● Action item
Output all the data exactly.

+ + + +

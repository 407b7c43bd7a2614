//! Very lightweight cost model used to size row blocks.
//!
//! Work is counted in cells: every buffered stream holds `ncol * nlyr` cells per
//! row of the current block.

use emraster_core::CELL_BYTES;
use serde::{Deserialize, Serialize};

#[derive(Debug, Clone, Copy, Default, PartialEq, Eq, Serialize, Deserialize)]
pub struct WorkEstimate {
    /// Rows in the output grid.
    pub total_rows: u64,
    /// Columns in the output grid.
    pub ncol: u64,
    /// Layers held in memory per row, summed over all live block buffers.
    pub buffered_layers: u32,
}

impl WorkEstimate {
    /// Estimate for a grid where each entry of `stream_layers` is one live buffer.
    pub fn for_streams(nrow: usize, ncol: usize, stream_layers: &[usize]) -> Self {
        Self {
            total_rows: nrow as u64,
            ncol: ncol as u64,
            buffered_layers: stream_layers.iter().map(|&l| l as u32).sum(),
        }
    }

    /// Bytes one row costs across every buffer.
    pub fn bytes_per_row(&self) -> u64 {
        self.ncol
            .saturating_mul(self.buffered_layers as u64)
            .saturating_mul(CELL_BYTES as u64)
    }

    /// Bytes needed for the whole grid at once.
    pub fn total_bytes(&self) -> u64 {
        self.bytes_per_row().saturating_mul(self.total_rows)
    }

    /// Combine the estimates of two grids sharing the same row count.
    pub fn combine(a: Self, b: Self) -> Self {
        Self {
            total_rows: a.total_rows.max(b.total_rows),
            ncol: a.ncol.max(b.ncol),
            buffered_layers: a.buffered_layers + b.buffered_layers,
        }
    }
}
use criterion::{criterion_group, criterion_main, BenchmarkId, Criterion};
use emraster_core::config::EngineConfig;
use emraster_core::geometry::Geometry;
use emraster_exec::{Engine, Operand};
use emraster_io::Raster;

fn make_raster(nrow: usize, ncol: usize, nlyr: usize) -> Raster {
    let values = (0..nrow * ncol * nlyr)
        .map(|i| if i % 97 == 0 { f64::NAN } else { (i % 13) as f64 })
        .collect();
    Raster::from_values(Geometry::grid(nrow, ncol), nlyr, values).unwrap()
}

fn bench_arith(c: &mut Criterion) {
    let a = make_raster(512, 256, 3);
    let b = make_raster(512, 256, 1);
    let mut group = c.benchmark_group("arith");

    // 256 KiB cap forces many blocks on a 3 MiB grid.
    for cap in [256 * 1024, 64 * 1024 * 1024] {
        let engine = Engine::new(EngineConfig {
            mem_cap_bytes: cap,
            ..Default::default()
        });
        group.bench_with_input(BenchmarkId::new("scalar", cap), &cap, |bench, _| {
            bench.iter(|| {
                let out = engine.arith_scalar(&a, 2.5, "*", false);
                assert!(out.error().is_none());
            })
        });
        group.bench_with_input(BenchmarkId::new("vector", cap), &cap, |bench, _| {
            bench.iter(|| {
                let out = engine.arith(&a, Operand::PerLayer(vec![1.0, 2.0]), "^", true);
                assert!(out.error().is_none());
            })
        });
        group.bench_with_input(BenchmarkId::new("raster", cap), &cap, |bench, _| {
            bench.iter(|| {
                let out = engine.arith_raster(&a, &b, ">=");
                assert!(out.error().is_none());
            })
        });
    }
    group.finish();
}

criterion_group!(arith, bench_arith);
criterion_main!(arith);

+ + + +

● Answer to the exercise
repository 407b7c43bd7a2614
//! Very lightweight cost model used to size row blocks.
//!
//! Work is counted in cells: every buffered stream holds `ncol * nlyr` cells per
//! row of the current block.

use emraster_core::CELL_BYTES;
use serde::{Deserialize, Serialize};

#[derive(Debug, Clone, Copy, Default, PartialEq, Eq, Serialize, Deserialize)]
pub struct WorkEstimate {
    /// Rows in the output grid.
    pub total_rows: u64,
    /// Columns in the output grid.
    pub ncol: u64,
    /// Layers held in memory per row, summed over all live block buffers.
    pub buffered_layers: u32,
}

impl WorkEstimate {
    /// Estimate for a grid where each entry of `stream_layers` is one live buffer.
    pub fn for_streams(nrow: usize, ncol: usize, stream_layers: &[usize]) -> Self {
        Self {
            total_rows: nrow as u64,
            ncol: ncol as u64,
            buffered_layers: stream_layers.iter().map(|&l| l as u32).sum(),
        }
    }

    /// Bytes one row costs across every buffer.
    pub fn bytes_per_row(&self) -> u64 {
        self.ncol
            .saturating_mul(self.buffered_layers as u64)
            .saturating_mul(CELL_BYTES as u64)
    }

    /// Bytes needed for the whole grid at once.
    pub fn total_bytes(&self) -> u64 {
        self.bytes_per_row().saturating_mul(self.total_rows)
    }

    /// Combine the estimates of two grids sharing the same row count.
    pub fn combine(a: Self, b: Self) -> Self {
        Self {
            total_rows: a.total_rows.max(b.total_rows),
            ncol: a.ncol.max(b.ncol),
            buffered_layers: a.buffered_layers + b.buffered_layers,
        }
    }
}
use criterion::{criterion_group, criterion_main, BenchmarkId, Criterion};
use emraster_core::config::EngineConfig;
use emraster_core::geometry::Geometry;
use emraster_exec::{Engine, Operand};
use emraster_io::Raster;

fn make_raster(nrow: usize, ncol: usize, nlyr: usize) -> Raster {
    let values = (0..nrow * ncol * nlyr)
        .map(|i| if i % 97 == 0 { f64::NAN } else { (i % 13) as f64 })
        .collect();
    Raster::from_values(Geometry::grid(nrow, ncol), nlyr, values).unwrap()
}

fn bench_arith(c: &mut Criterion) {
    let a = make_raster(512, 256, 3);
    let b = make_raster(512, 256, 1);
    let mut group = c.benchmark_group("arith");

    // 256 KiB cap forces many blocks on a 3 MiB grid.
    for cap in [256 * 1024, 64 * 1024 * 1024] {
        let engine = Engine::new(EngineConfig {
            mem_cap_bytes: cap,
            ..Default::default()
        });
        group.bench_with_input(BenchmarkId::new("scalar", cap), &cap, |bench, _| {
            bench.iter(|| {
                let out = engine.arith_scalar(&a, 2.5, "*", false);
                assert!(out.error().is_none());
            })
        });
        group.bench_with_input(BenchmarkId::new("vector", cap), &cap, |bench, _| {
            bench.iter(|| {
                let out = engine.arith(&a, Operand::PerLayer(vec![1.0, 2.0]), "^", true);
                assert!(out.error().is_none());
            })
        });
        group.bench_with_input(BenchmarkId::new("raster", cap), &cap, |bench, _| {
            bench.iter(|| {
                let out = engine.arith_raster(&a, &b, ">=");
                assert!(out.error().is_none());
            })
        });
    }
    group.finish();
}

criterion_group!(arith, bench_arith);
criterion_main!(arith);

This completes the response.